-------- Exercise material
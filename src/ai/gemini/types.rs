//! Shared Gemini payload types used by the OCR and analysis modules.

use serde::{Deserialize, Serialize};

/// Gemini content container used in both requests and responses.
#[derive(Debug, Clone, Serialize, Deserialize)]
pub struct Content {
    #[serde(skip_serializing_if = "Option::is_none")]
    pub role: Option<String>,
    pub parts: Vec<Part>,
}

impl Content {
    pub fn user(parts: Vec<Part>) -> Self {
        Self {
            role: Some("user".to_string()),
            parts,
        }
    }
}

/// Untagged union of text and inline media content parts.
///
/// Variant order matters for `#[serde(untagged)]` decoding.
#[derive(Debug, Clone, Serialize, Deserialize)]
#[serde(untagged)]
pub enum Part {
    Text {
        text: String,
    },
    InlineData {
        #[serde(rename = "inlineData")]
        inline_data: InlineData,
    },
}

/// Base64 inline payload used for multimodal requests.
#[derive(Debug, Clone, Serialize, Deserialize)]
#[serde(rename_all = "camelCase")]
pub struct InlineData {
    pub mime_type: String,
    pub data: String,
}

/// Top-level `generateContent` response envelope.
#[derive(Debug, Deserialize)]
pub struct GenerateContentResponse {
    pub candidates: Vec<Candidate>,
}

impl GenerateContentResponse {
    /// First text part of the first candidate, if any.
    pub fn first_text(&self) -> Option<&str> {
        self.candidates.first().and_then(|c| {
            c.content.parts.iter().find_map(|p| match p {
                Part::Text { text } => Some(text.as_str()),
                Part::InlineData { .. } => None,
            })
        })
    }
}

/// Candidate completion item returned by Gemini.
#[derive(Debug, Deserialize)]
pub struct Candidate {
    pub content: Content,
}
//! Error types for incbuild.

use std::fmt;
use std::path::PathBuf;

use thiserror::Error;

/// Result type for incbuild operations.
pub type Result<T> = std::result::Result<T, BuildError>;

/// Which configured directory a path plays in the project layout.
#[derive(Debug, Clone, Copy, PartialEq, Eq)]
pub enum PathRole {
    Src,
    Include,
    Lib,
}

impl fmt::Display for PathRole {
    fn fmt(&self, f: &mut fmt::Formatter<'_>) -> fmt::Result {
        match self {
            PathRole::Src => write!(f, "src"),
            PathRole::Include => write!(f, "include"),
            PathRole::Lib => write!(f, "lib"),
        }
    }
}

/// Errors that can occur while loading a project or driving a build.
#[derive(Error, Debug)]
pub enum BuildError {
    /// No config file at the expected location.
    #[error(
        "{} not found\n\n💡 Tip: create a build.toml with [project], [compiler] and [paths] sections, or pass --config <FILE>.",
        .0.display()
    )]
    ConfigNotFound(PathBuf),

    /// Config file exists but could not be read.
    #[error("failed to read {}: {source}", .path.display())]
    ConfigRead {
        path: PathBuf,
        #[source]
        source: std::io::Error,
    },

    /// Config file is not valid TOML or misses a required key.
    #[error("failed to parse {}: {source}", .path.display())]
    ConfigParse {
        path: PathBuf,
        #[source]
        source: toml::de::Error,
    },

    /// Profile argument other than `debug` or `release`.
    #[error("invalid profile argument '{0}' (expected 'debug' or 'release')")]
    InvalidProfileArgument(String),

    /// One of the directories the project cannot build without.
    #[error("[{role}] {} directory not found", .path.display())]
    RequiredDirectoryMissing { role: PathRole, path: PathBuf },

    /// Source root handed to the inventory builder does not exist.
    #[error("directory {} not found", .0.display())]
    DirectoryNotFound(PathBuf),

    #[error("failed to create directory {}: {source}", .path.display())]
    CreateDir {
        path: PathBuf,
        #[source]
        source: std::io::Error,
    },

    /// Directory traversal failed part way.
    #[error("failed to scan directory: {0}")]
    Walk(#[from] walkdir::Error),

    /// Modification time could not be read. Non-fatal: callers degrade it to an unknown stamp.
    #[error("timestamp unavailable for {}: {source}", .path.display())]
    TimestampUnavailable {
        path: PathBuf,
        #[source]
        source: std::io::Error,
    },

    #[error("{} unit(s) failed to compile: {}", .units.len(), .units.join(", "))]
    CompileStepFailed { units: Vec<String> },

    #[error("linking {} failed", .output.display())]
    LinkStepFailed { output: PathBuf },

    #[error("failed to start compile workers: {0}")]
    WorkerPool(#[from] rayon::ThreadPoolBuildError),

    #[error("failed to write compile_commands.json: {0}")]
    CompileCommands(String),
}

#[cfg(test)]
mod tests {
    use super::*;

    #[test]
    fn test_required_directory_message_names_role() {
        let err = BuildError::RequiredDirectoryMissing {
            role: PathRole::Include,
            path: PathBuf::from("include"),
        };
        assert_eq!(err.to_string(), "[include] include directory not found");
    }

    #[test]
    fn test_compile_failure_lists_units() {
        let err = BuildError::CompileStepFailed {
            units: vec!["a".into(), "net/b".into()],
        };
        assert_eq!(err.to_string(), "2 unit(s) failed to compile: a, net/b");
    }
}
----------------
Exercise objective: Go through the entries above and copy each line holding the string "serde".

Task output:
use serde::{Deserialize, Serialize};
    #[serde(skip_serializing_if = "Option::is_none")]
/// Variant order matters for `#[serde(untagged)]` decoding.
#[serde(untagged)]
        #[serde(rename = "inlineData")]
#[serde(rename_all = "camelCase")]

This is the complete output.